Hence its de-realising setup and its crazy, not always Euclidean spaces (the lights recompose the dimensions) that never really interlock (each one is cut off from everything outside it). This is also the reason why the film did not take its images from its initial locations, or only a few scenes were shot in the famous cabaret, and even then, its constantly evoked mythical place, the “Kabine” where people pay to press the flesh, remains out of the picture, perhaps because it is too real and raw, and therefore of only moderate interest. The filmmaker, as he explains below, preferred to rent places, “play spaces” (Spielraum) which are so many speculative bubbles for self-invention, and to make them available to these bodies, so that they can come and develop a desire for play in a theatre setting. Apart from the rare scenes shot in “real” (non-vivified) locations – a bedroom, a bar, a train station – most of them were shot in a space that is stage-like (flat, without much furniture) and fantastical (the space is misted up by people’s discourse). Documentary here is what allows us to escape from reality. It kneads the bodies, lubricates the image, inundates with words. It films fiction just when it is taking over and colouring life. If prostitution remains off-screen in Brüder der Nacht, this is not out of modesty, but out of indifference to the raw facts. Similarly, exile is never really transformed into a theme, but rather into an occasion, or a guarantee for freeing up a space for play – these young boys are also on holiday, or at least experience their migration as such.
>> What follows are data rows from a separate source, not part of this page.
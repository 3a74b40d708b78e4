use serde::{Deserialize, Serialize};
use std::collections::BTreeMap;

use crate::store::{GameId, RatingSnapshot, RatingSystem, TeamId};

/// One system's value for one team
#[derive(Debug, Clone, PartialEq, Serialize, Deserialize)]
pub struct SystemRating {
    pub value: f64,
    pub week: Option<u32>,
    pub offense: Option<f64>,
    pub defense: Option<f64>,
    pub rank: Option<u32>,
}

impl From<RatingSnapshot> for SystemRating {
    fn from(snapshot: RatingSnapshot) -> Self {
        Self {
            value: snapshot.value,
            week: snapshot.week,
            offense: snapshot.offense,
            defense: snapshot.defense,
            rank: snapshot.rank,
        }
    }
}

#[derive(Debug, Clone, PartialEq, Serialize, Deserialize)]
pub struct TeamRatings {
    pub team_id: TeamId,
    /// Only systems with a value are present
    pub ratings: BTreeMap<RatingSystem, SystemRating>,
}

impl TeamRatings {
    pub fn new(team_id: TeamId) -> Self {
        Self {
            team_id,
            ratings: BTreeMap::new(),
        }
    }

    pub fn value(&self, system: RatingSystem) -> Option<f64> {
        self.ratings.get(&system).map(|r| r.value)
    }
}

/// Side-by-side ratings of both teams of a game, across every rating system.
#[derive(Debug, Clone, PartialEq, Serialize, Deserialize)]
pub struct RatingsBundle {
    pub game_id: GameId,
    pub season: i32,
    pub home: TeamRatings,
    pub away: TeamRatings,
    /// True when the system has a value for both teams
    pub availability: BTreeMap<RatingSystem, bool>,
}

impl RatingsBundle {
    pub fn new(game_id: GameId, season: i32, home: TeamRatings, away: TeamRatings) -> Self {
        let availability = RatingSystem::ALL
            .iter()
            .map(|system| {
                let available = home.ratings.contains_key(system) && away.ratings.contains_key(system);
                (*system, available)
            })
            .collect();
        Self {
            game_id,
            season,
            home,
            away,
            availability,
        }
    }

    pub fn involves(&self, team_id: TeamId) -> bool {
        self.home.team_id == team_id || self.away.team_id == team_id
    }

    pub fn is_available(&self, system: RatingSystem) -> bool {
        self.availability.get(&system).copied().unwrap_or(false)
    }

    /// Systems missing a value for at least one team
    pub fn missing_systems(&self) -> Vec<RatingSystem> {
        RatingSystem::ALL
            .into_iter()
            .filter(|system| !self.is_available(*system))
            .collect()
    }

    pub fn is_complete(&self) -> bool {
        self.missing_systems().is_empty()
    }

    /// `(home, away)` values of one system when both exist
    pub fn pair(&self, system: RatingSystem) -> Option<(f64, f64)> {
        Some((self.home.value(system)?, self.away.value(system)?))
    }
}

#[cfg(test)]
mod tests {
    use super::*;

    fn rating(value: f64) -> SystemRating {
        SystemRating {
            value,
            week: None,
            offense: None,
            defense: None,
            rank: None,
        }
    }

    #[test]
    fn test_availability_requires_both_teams() {
        let mut home = TeamRatings::new(TeamId(1));
        let mut away = TeamRatings::new(TeamId(2));
        home.ratings.insert(RatingSystem::Elo, rating(1600.0));
        away.ratings.insert(RatingSystem::Elo, rating(1500.0));
        home.ratings.insert(RatingSystem::PowerIndex, rating(5.0));

        let bundle = RatingsBundle::new(GameId(7), 2024, home, away);
        assert!(bundle.is_available(RatingSystem::Elo));
        assert!(!bundle.is_available(RatingSystem::PowerIndex));
        assert_eq!(bundle.pair(RatingSystem::Elo), Some((1600.0, 1500.0)));
        assert_eq!(bundle.pair(RatingSystem::PowerIndex), None);
        assert_eq!(bundle.missing_systems().len(), 4);
        assert!(!bundle.is_complete());
    }

    #[test]
    fn test_serializes_with_snake_case_system_keys() {
        let mut home = TeamRatings::new(TeamId(1));
        home.ratings.insert(RatingSystem::StrengthOfSchedule, rating(0.61));
        let bundle = RatingsBundle::new(GameId(7), 2024, home, TeamRatings::new(TeamId(2)));

        let json = serde_json::to_value(&bundle).unwrap();
        assert_eq!(json["home"]["ratings"]["strength_of_schedule"]["value"], 0.61);
        assert_eq!(json["availability"]["elo"], false);
    }
}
The pleasure that governs their way of being ends up corrupting the film itself, which is affected by the contagion of pleasure and play. They mimic others in order to mock them, relate their experiences to falsify them, and Chiha follows the route they indicate. Everything in Brüder der Nacht is a copy of a copy or a simulacrum of a fantasy (cf. the leather jackets, a sign of the law of the Same). Prostitution is not seen as the supreme alienation that some are too quick to diagnose. Rather, it represents the height of simulation, of play. Constantly telling oneself stories, imitating clients, heroizing your dominant male posture even when in economic servitude, all this of course makes it possible to play down the financial nexus in these relations. It also reverses the relationship of possession inherent in all desire, which goes far beyond the old passive/active dichotomy: what these grandiose kids boast about, above all, is knowing how to play with the desire of the men who claim to make them their thing. To avoid being an object, you have to know how to make yourself an image – a fantasy.
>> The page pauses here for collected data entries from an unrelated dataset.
//! Sports data ingestion and predictive rating engine.
//!
//! Pipeline: provider feeds are fetched ([`data_fetcher`]), team names are
//! reconciled against the registry ([`resolver`]) and upserted ([`ingest`],
//! [`store`]). On top of the stored rows the [`ratings`] aggregator blends
//! independent rating systems, [`prediction`] turns them into a win
//! probability and spread, and [`analytics`] computes rolling team trends.
//!
//! # Examples
//!
//! ```rust,no_run
//! use std::sync::Arc;
//! use sports_ratings::config::Config;
//! use sports_ratings::error::AppError;
//! use sports_ratings::prediction::PredictionService;
//! use sports_ratings::ratings::{RatingAggregator, StoreRatingSource};
//! use sports_ratings::store::{GameId, SqliteStore, Store};
//!
//! #[tokio::main]
//! async fn main() -> Result<(), AppError> {
//!     let config = Config::load(None).await?;
//!     let store: Arc<dyn Store> = Arc::new(SqliteStore::open(config.db_path())?);
//!
//!     let aggregator = Arc::new(RatingAggregator::new(
//!         Arc::new(StoreRatingSource::new(store.clone())),
//!         &config.ratings,
//!     ));
//!     let predictions = PredictionService::new(store, aggregator, config.prediction.clone());
//!
//!     let outcome = predictions.generate(GameId(1)).await?;
//!     println!("{}", serde_json::to_string_pretty(&outcome)?);
//!     Ok(())
//! }
//! ```

pub mod analytics;
pub mod cli;
pub mod commands;
pub mod config;
pub mod constants;
pub mod data_fetcher;
pub mod error;
pub mod ingest;
pub mod jobs;
pub mod logging;
pub mod prediction;
pub mod ratings;
pub mod resolver;
pub mod store;
pub mod testing_utils;

// Re-export commonly used types for convenience
pub use analytics::{AnalyticsEngine, TeamAnalytics};
pub use config::Config;
pub use error::AppError;
pub use ingest::{IngestReport, Ingestor};
pub use prediction::{PredictionOutcome, PredictionService, predict};
pub use ratings::{RatingAggregator, RatingsBundle};
pub use resolver::{EntityResolver, Resolution};
pub use store::{SqliteStore, Store};

/// Current version of the library
pub const VERSION: &str = env!("CARGO_PKG_VERSION");

/// Library name
pub const NAME: &str = env!("CARGO_PKG_NAME");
What Brüder der Nacht is saying in its singular way is that prostitution – as a general model of serfdom and as the ultimate form of commodification – has lost its throne in the realm of scourges. The real issue is pollution – a word that originally, before referring to the ecological disaster forming our ecosystem, referred to masturbation guided by the images that the mind forms. Brüder der Nacht has all the makings of an economy of fantasy, but shies away from the drip-drip-drip with which we too often identify these desires – hence nothing spills over and everything is impeccable and well put together. Perhaps the secret of its beauty lies in this alliance of an overflowing imagination and an perfect and well-dressed image with a phobia of dirt. To depict prostitution through virginity is quite a challenge.